WHAT IS EXPECTED:
The response should consist of the records that follow, printed exactly.

RECORDS SUPPLIED:
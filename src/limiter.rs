//! Fixed-window limiter keyed by caller identity.
//!
//! A [`Limiter`] owns a private key→bucket map; nothing is shared between
//! limiter instances. Buckets are created lazily on first use, live in
//! process memory for the life of the process, and are never persisted.
//! Restarting the process clears all limiter state; this is a documented
//! trade-off, not a bug.
//!
//! The map grows with distinct keys. It has no implicit eviction; callers
//! that expect large key churn can wire [`Limiter::evict_idle`] to a
//! maintenance task.

use crate::bucket::Bucket;
use crate::clock::{Clock, MonotonicClock};
use crate::error::ConfigError;
use std::collections::hash_map::Entry;
use std::collections::HashMap;
use std::sync::atomic::{AtomicU64, Ordering};
use std::sync::{Arc, Mutex};
use std::time::Duration;

/// Immutable capacity/window pair for one limiter.
#[derive(Debug, Clone, Copy, PartialEq, Eq)]
pub struct LimiterConfig {
    capacity: u32,
    window: Duration,
}

impl LimiterConfig {
    /// Validate and build a config.
    ///
    /// Fails fast on zero capacity or a zero window; a misconfigured limiter
    /// never constructs.
    pub fn new(capacity: u32, window: Duration) -> Result<Self, ConfigError> {
        if capacity == 0 {
            return Err(ConfigError::ZeroCapacity);
        }
        if window.is_zero() {
            return Err(ConfigError::ZeroWindow);
        }
        Ok(Self { capacity, window })
    }

    /// Points admitted per window.
    pub fn capacity(&self) -> u32 {
        self.capacity
    }

    /// Window duration.
    pub fn window(&self) -> Duration {
        self.window
    }

    fn window_millis(&self) -> u64 {
        u64::try_from(self.window.as_millis()).unwrap_or(u64::MAX)
    }
}

/// Outcome of a single admission check. The only domain outcomes are admit
/// and reject; `consume` never fails otherwise.
#[derive(Debug, Clone, PartialEq, Eq)]
pub enum Outcome {
    /// The request may proceed.
    Admitted {
        /// Points left in the key's bucket after this admission.
        remaining: u32,
    },
    /// The key's bucket is exhausted for the current window.
    Rejected {
        /// Time until the window ends and the bucket refills.
        retry_after: Duration,
    },
}

impl Outcome {
    /// Helper to check if admitted.
    pub fn is_admitted(&self) -> bool {
        matches!(self, Self::Admitted { .. })
    }

    /// Time until refill, if rejected.
    pub fn retry_after(&self) -> Option<Duration> {
        match self {
            Self::Rejected { retry_after } => Some(*retry_after),
            Self::Admitted { .. } => None,
        }
    }
}

/// Fixed-window rate limiter with per-key buckets.
pub struct Limiter {
    config: LimiterConfig,
    clock: Arc<dyn Clock>,
    buckets: Mutex<HashMap<String, Bucket>>,
    checks: AtomicU64,
    admitted: AtomicU64,
    rejected: AtomicU64,
}

impl std::fmt::Debug for Limiter {
    fn fmt(&self, f: &mut std::fmt::Formatter<'_>) -> std::fmt::Result {
        f.debug_struct("Limiter")
            .field("config", &self.config)
            .field("checks", &self.checks)
            .field("admitted", &self.admitted)
            .field("rejected", &self.rejected)
            .finish()
    }
}

impl Limiter {
    /// Create a limiter from a validated config.
    pub fn new(config: LimiterConfig) -> Self {
        Self {
            config,
            clock: Arc::new(MonotonicClock::default()),
            buckets: Mutex::new(HashMap::new()),
            checks: AtomicU64::new(0),
            admitted: AtomicU64::new(0),
            rejected: AtomicU64::new(0),
        }
    }

    /// Override the clock (useful for deterministic tests).
    ///
    /// # Example
    /// ```rust
    /// use std::time::Duration;
    /// use turnstile::{Limiter, LimiterConfig, ManualClock};
    ///
    /// let clock = ManualClock::new();
    /// let limiter = Limiter::new(LimiterConfig::new(1, Duration::from_secs(60)).unwrap())
    ///     .with_clock(clock.clone());
    ///
    /// assert!(limiter.consume("k").is_admitted());
    /// assert!(!limiter.consume("k").is_admitted());
    ///
    /// clock.advance(60_000);
    /// assert!(limiter.consume("k").is_admitted());
    /// ```
    pub fn with_clock<C: Clock + 'static>(mut self, clock: C) -> Self {
        self.clock = Arc::new(clock);
        self
    }

    /// Check-and-decrement the bucket for `key`.
    ///
    /// A missing bucket is created full. If the key's window has elapsed the
    /// bucket refills to capacity before the check. The bucket is only
    /// decremented on admission, so rejected calls cannot push it negative.
    ///
    /// Synchronous and non-blocking; the map lock makes the refill check and
    /// decrement atomic with respect to concurrent calls on the same key.
    pub fn consume(&self, key: &str) -> Outcome {
        self.checks.fetch_add(1, Ordering::Relaxed);

        let now = self.clock.now_millis();
        let window_millis = self.config.window_millis();

        let mut buckets = self.buckets.lock().unwrap();
        let bucket = match buckets.entry(key.to_owned()) {
            Entry::Occupied(entry) => entry.into_mut(),
            Entry::Vacant(entry) => {
                tracing::debug!(key, "new admission bucket");
                entry.insert(Bucket::full(self.config.capacity, now))
            }
        };

        bucket.refill_if_elapsed(self.config.capacity, window_millis, now);
        match bucket.consume(window_millis, now) {
            Ok(remaining) => {
                self.admitted.fetch_add(1, Ordering::Relaxed);
                Outcome::Admitted { remaining }
            }
            Err(retry_after) => {
                self.rejected.fetch_add(1, Ordering::Relaxed);
                Outcome::Rejected { retry_after }
            }
        }
    }

    /// Drop buckets that have not been touched within `max_idle`.
    ///
    /// Never runs implicitly; schedule it from a maintenance task if key
    /// churn makes unbounded map growth a concern.
    pub fn evict_idle(&self, max_idle: Duration) {
        let now = self.clock.now_millis();
        let idle_millis = u64::try_from(max_idle.as_millis()).unwrap_or(u64::MAX);

        let mut buckets = self.buckets.lock().unwrap();
        let before = buckets.len();
        buckets.retain(|_, bucket| now.saturating_sub(bucket.last_seen()) <= idle_millis);
        let evicted = before - buckets.len();
        if evicted > 0 {
            tracing::debug!(evicted, "evicted idle admission buckets");
        }
    }

    /// Number of live buckets.
    pub fn active_buckets(&self) -> usize {
        self.buckets.lock().unwrap().len()
    }

    /// Total admission checks.
    pub fn checks(&self) -> u64 {
        self.checks.load(Ordering::Relaxed)
    }

    /// Total admitted requests.
    pub fn admitted(&self) -> u64 {
        self.admitted.load(Ordering::Relaxed)
    }

    /// Total rejected requests.
    pub fn rejected(&self) -> u64 {
        self.rejected.load(Ordering::Relaxed)
    }

    /// The limiter's configuration.
    pub fn config(&self) -> &LimiterConfig {
        &self.config
    }
}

ANSWER SPACE:
filename src/limiter.rs
//! Fixed-window limiter keyed by caller identity.
//!
//! A [`Limiter`] owns a private key→bucket map; nothing is shared between
//! limiter instances. Buckets are created lazily on first use, live in
//! process memory for the life of the process, and are never persisted.
//! Restarting the process clears all limiter state; this is a documented
//! trade-off, not a bug.
//!
//! The map grows with distinct keys. It has no implicit eviction; callers
//! that expect large key churn can wire [`Limiter::evict_idle`] to a
//! maintenance task.

use crate::bucket::Bucket;
use crate::clock::{Clock, MonotonicClock};
use crate::error::ConfigError;
use std::collections::hash_map::Entry;
use std::collections::HashMap;
use std::sync::atomic::{AtomicU64, Ordering};
use std::sync::{Arc, Mutex};
use std::time::Duration;

/// Immutable capacity/window pair for one limiter.
#[derive(Debug, Clone, Copy, PartialEq, Eq)]
pub struct LimiterConfig {
    capacity: u32,
    window: Duration,
}

impl LimiterConfig {
    /// Validate and build a config.
    ///
    /// Fails fast on zero capacity or a zero window; a misconfigured limiter
    /// never constructs.
    pub fn new(capacity: u32, window: Duration) -> Result<Self, ConfigError> {
        if capacity == 0 {
            return Err(ConfigError::ZeroCapacity);
        }
        if window.is_zero() {
            return Err(ConfigError::ZeroWindow);
        }
        Ok(Self { capacity, window })
    }

    /// Points admitted per window.
    pub fn capacity(&self) -> u32 {
        self.capacity
    }

    /// Window duration.
    pub fn window(&self) -> Duration {
        self.window
    }

    fn window_millis(&self) -> u64 {
        u64::try_from(self.window.as_millis()).unwrap_or(u64::MAX)
    }
}

/// Outcome of a single admission check. The only domain outcomes are admit
/// and reject; `consume` never fails otherwise.
#[derive(Debug, Clone, PartialEq, Eq)]
pub enum Outcome {
    /// The request may proceed.
    Admitted {
        /// Points left in the key's bucket after this admission.
        remaining: u32,
    },
    /// The key's bucket is exhausted for the current window.
    Rejected {
        /// Time until the window ends and the bucket refills.
        retry_after: Duration,
    },
}

impl Outcome {
    /// Helper to check if admitted.
    pub fn is_admitted(&self) -> bool {
        matches!(self, Self::Admitted { .. })
    }

    /// Time until refill, if rejected.
    pub fn retry_after(&self) -> Option<Duration> {
        match self {
            Self::Rejected { retry_after } => Some(*retry_after),
            Self::Admitted { .. } => None,
        }
    }
}

/// Fixed-window rate limiter with per-key buckets.
pub struct Limiter {
    config: LimiterConfig,
    clock: Arc<dyn Clock>,
    buckets: Mutex<HashMap<String, Bucket>>,
    checks: AtomicU64,
    admitted: AtomicU64,
    rejected: AtomicU64,
}

impl std::fmt::Debug for Limiter {
    fn fmt(&self, f: &mut std::fmt::Formatter<'_>) -> std::fmt::Result {
        f.debug_struct("Limiter")
            .field("config", &self.config)
            .field("checks", &self.checks)
            .field("admitted", &self.admitted)
            .field("rejected", &self.rejected)
            .finish()
    }
}

impl Limiter {
    /// Create a limiter from a validated config.
    pub fn new(config: LimiterConfig) -> Self {
        Self {
            config,
            clock: Arc::new(MonotonicClock::default()),
            buckets: Mutex::new(HashMap::new()),
            checks: AtomicU64::new(0),
            admitted: AtomicU64::new(0),
            rejected: AtomicU64::new(0),
        }
    }

    /// Override the clock (useful for deterministic tests).
    ///
    /// # Example
    /// ```rust
    /// use std::time::Duration;
    /// use turnstile::{Limiter, LimiterConfig, ManualClock};
    ///
    /// let clock = ManualClock::new();
    /// let limiter = Limiter::new(LimiterConfig::new(1, Duration::from_secs(60)).unwrap())
    ///     .with_clock(clock.clone());
    ///
    /// assert!(limiter.consume("k").is_admitted());
    /// assert!(!limiter.consume("k").is_admitted());
    ///
    /// clock.advance(60_000);
    /// assert!(limiter.consume("k").is_admitted());
    /// ```
    pub fn with_clock<C: Clock + 'static>(mut self, clock: C) -> Self {
        self.clock = Arc::new(clock);
        self
    }

    /// Check-and-decrement the bucket for `key`.
    ///
    /// A missing bucket is created full. If the key's window has elapsed the
    /// bucket refills to capacity before the check. The bucket is only
    /// decremented on admission, so rejected calls cannot push it negative.
    ///
    /// Synchronous and non-blocking; the map lock makes the refill check and
    /// decrement atomic with respect to concurrent calls on the same key.
    pub fn consume(&self, key: &str) -> Outcome {
        self.checks.fetch_add(1, Ordering::Relaxed);

        let now = self.clock.now_millis();
        let window_millis = self.config.window_millis();

        let mut buckets = self.buckets.lock().unwrap();
        let bucket = match buckets.entry(key.to_owned()) {
            Entry::Occupied(entry) => entry.into_mut(),
            Entry::Vacant(entry) => {
                tracing::debug!(key, "new admission bucket");
                entry.insert(Bucket::full(self.config.capacity, now))
            }
        };

        bucket.refill_if_elapsed(self.config.capacity, window_millis, now);
        match bucket.consume(window_millis, now) {
            Ok(remaining) => {
                self.admitted.fetch_add(1, Ordering::Relaxed);
                Outcome::Admitted { remaining }
            }
            Err(retry_after) => {
                self.rejected.fetch_add(1, Ordering::Relaxed);
                Outcome::Rejected { retry_after }
            }
        }
    }

    /// Drop buckets that have not been touched within `max_idle`.
    ///
    /// Never runs implicitly; schedule it from a maintenance task if key
    /// churn makes unbounded map growth a concern.
    pub fn evict_idle(&self, max_idle: Duration) {
        let now = self.clock.now_millis();
        let idle_millis = u64::try_from(max_idle.as_millis()).unwrap_or(u64::MAX);

        let mut buckets = self.buckets.lock().unwrap();
        let before = buckets.len();
        buckets.retain(|_, bucket| now.saturating_sub(bucket.last_seen()) <= idle_millis);
        let evicted = before - buckets.len();
        if evicted > 0 {
            tracing::debug!(evicted, "evicted idle admission buckets");
        }
    }

    /// Number of live buckets.
    pub fn active_buckets(&self) -> usize {
        self.buckets.lock().unwrap().len()
    }

    /// Total admission checks.
    pub fn checks(&self) -> u64 {
        self.checks.load(Ordering::Relaxed)
    }

    /// Total admitted requests.
    pub fn admitted(&self) -> u64 {
        self.admitted.load(Ordering::Relaxed)
    }

    /// Total rejected requests.
    pub fn rejected(&self) -> u64 {
        self.rejected.load(Ordering::Relaxed)
    }

    /// The limiter's configuration.
    pub fn config(&self) -> &LimiterConfig {
        &self.config
    }
}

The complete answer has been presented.